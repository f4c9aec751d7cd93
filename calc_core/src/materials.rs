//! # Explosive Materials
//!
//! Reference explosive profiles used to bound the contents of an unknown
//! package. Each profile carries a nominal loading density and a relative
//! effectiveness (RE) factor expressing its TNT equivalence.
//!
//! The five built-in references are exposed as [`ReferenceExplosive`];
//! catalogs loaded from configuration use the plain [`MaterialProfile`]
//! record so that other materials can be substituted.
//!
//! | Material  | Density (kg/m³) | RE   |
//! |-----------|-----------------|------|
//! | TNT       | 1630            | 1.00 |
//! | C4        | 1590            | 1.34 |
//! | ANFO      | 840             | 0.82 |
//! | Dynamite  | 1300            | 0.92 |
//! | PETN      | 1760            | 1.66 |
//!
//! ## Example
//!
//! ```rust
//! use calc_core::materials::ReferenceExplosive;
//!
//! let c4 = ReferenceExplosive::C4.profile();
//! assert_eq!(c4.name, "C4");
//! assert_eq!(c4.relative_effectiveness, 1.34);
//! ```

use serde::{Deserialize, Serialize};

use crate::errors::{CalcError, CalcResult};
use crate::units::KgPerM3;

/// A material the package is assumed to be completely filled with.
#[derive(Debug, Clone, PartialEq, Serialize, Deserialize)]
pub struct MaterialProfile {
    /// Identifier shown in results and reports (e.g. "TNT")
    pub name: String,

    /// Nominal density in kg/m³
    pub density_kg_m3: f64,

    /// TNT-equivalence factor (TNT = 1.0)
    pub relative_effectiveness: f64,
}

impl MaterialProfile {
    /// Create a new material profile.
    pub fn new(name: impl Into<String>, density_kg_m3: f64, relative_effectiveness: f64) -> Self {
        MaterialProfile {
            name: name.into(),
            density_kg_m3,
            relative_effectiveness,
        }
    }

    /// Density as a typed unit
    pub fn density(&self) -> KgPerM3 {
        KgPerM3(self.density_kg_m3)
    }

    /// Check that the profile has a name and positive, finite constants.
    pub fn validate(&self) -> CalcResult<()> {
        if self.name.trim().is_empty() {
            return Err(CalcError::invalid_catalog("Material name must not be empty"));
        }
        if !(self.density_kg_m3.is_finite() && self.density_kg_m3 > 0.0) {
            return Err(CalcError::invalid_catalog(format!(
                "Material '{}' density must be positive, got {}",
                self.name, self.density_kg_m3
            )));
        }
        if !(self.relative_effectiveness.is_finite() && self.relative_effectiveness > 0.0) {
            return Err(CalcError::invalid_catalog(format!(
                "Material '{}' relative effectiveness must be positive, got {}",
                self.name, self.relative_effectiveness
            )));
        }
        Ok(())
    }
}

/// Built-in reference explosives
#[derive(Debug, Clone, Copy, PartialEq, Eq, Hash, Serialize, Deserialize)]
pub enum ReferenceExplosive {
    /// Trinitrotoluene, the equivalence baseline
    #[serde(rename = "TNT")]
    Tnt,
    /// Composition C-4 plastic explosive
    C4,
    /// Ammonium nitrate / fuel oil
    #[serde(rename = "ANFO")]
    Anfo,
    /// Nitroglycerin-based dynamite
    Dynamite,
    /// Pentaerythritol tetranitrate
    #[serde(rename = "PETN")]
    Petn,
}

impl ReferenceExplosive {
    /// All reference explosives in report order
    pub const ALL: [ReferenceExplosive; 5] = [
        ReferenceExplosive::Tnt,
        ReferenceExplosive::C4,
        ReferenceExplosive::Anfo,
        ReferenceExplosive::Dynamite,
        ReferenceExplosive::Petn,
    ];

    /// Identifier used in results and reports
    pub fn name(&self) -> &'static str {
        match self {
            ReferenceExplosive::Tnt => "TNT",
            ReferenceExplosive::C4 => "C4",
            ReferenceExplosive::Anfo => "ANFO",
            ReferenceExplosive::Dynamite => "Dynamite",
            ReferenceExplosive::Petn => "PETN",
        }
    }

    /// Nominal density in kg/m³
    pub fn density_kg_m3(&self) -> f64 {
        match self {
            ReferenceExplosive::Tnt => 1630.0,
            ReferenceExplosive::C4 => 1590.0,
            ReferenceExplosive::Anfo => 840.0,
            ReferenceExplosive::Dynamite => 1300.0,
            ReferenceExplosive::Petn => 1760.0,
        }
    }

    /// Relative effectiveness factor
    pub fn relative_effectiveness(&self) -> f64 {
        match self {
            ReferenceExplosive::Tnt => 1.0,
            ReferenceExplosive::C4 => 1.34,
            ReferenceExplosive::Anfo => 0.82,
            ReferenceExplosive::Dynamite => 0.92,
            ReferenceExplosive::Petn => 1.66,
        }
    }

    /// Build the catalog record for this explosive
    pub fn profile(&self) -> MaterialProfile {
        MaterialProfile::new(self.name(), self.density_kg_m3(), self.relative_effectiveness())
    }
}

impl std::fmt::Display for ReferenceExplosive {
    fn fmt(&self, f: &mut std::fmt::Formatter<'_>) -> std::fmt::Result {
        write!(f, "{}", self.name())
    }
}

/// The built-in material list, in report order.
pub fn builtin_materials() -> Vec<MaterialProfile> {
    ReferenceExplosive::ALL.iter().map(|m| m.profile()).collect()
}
============
▸ THE TASK
Work out how many lines in this material contain the string "CalcError", and give that number alone.

▸ OUTPUT OF THE TASK
4